*Work task*. Going through the entries below, count each line that holds "status" and give only the total.

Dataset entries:
○ ○ ○ ○

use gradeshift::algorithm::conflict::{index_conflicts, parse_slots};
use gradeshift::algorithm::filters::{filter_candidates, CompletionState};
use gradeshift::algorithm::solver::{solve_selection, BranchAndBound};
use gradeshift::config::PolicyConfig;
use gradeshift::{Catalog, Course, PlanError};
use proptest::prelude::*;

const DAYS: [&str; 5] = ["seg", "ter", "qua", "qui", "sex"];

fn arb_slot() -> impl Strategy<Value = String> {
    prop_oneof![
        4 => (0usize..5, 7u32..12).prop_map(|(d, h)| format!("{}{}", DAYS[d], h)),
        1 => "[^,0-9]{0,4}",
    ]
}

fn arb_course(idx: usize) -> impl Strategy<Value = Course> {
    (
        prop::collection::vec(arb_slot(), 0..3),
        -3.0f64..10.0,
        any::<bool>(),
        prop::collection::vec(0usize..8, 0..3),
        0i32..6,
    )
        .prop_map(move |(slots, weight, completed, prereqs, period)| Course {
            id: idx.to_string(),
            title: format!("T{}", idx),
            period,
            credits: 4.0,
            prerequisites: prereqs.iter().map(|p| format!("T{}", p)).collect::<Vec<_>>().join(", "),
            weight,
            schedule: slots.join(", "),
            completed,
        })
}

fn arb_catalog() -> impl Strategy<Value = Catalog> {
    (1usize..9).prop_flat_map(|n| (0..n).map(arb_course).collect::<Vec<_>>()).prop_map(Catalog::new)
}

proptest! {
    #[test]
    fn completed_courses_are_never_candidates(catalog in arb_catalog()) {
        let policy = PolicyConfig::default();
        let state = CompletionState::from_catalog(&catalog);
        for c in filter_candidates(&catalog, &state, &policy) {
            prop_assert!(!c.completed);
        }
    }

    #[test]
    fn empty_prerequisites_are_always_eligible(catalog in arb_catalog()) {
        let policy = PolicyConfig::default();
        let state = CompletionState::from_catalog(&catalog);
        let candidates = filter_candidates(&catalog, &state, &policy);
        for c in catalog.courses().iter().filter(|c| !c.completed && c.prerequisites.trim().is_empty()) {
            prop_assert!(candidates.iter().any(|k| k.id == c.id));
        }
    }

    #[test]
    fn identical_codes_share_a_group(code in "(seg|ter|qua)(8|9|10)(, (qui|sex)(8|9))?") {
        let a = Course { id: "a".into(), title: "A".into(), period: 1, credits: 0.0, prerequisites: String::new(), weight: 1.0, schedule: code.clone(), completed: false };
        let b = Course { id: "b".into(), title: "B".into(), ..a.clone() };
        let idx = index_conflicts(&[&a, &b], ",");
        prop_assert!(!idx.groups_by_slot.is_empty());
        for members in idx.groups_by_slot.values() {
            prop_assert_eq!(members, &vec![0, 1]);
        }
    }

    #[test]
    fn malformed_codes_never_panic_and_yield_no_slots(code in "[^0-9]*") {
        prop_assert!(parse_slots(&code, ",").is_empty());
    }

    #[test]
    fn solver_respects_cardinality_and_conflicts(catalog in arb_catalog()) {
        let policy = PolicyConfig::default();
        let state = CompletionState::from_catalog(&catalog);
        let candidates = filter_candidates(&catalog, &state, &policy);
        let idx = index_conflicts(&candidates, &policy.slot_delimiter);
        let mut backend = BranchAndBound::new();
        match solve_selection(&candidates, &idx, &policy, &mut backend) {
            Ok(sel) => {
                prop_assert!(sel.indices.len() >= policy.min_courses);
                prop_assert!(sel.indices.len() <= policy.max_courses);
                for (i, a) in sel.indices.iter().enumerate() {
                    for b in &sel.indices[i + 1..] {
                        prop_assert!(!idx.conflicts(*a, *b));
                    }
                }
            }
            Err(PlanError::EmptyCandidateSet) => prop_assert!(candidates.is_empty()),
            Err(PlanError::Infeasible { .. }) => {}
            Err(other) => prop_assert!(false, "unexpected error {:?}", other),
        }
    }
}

○ ○ ○ ○

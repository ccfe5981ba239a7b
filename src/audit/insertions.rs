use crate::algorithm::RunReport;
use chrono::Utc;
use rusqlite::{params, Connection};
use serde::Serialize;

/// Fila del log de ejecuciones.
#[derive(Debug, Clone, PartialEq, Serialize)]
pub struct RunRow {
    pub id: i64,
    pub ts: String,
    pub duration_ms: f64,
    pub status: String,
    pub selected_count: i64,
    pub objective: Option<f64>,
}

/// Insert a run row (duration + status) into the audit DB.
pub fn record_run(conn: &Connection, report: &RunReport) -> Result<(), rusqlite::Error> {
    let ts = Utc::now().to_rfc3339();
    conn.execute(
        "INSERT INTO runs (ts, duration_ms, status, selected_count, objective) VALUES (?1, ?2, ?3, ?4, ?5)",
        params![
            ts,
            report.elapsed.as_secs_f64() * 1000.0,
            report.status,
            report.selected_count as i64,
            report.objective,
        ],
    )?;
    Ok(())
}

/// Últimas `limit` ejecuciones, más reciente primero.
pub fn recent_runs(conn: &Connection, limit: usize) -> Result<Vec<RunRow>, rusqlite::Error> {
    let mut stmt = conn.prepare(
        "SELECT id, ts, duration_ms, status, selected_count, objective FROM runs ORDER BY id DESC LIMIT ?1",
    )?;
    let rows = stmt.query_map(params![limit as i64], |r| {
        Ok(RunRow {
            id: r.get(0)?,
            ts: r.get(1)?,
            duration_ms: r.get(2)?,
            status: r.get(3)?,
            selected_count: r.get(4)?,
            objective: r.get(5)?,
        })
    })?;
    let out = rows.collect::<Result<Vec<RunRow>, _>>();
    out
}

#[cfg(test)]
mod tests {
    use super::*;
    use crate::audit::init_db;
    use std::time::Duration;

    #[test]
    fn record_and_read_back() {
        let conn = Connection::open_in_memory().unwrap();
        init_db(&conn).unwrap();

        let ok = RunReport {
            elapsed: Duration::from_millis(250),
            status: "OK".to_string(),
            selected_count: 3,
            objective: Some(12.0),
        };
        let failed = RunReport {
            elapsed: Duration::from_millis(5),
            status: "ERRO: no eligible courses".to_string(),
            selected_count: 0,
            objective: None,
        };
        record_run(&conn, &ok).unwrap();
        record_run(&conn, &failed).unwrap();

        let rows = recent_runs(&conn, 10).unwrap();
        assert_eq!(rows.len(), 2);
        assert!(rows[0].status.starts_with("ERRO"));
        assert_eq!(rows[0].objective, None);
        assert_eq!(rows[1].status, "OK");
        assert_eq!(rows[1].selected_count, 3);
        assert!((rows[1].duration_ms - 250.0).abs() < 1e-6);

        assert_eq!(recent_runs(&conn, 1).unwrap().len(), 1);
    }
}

○ ○ ○ ○

*Reply*. 10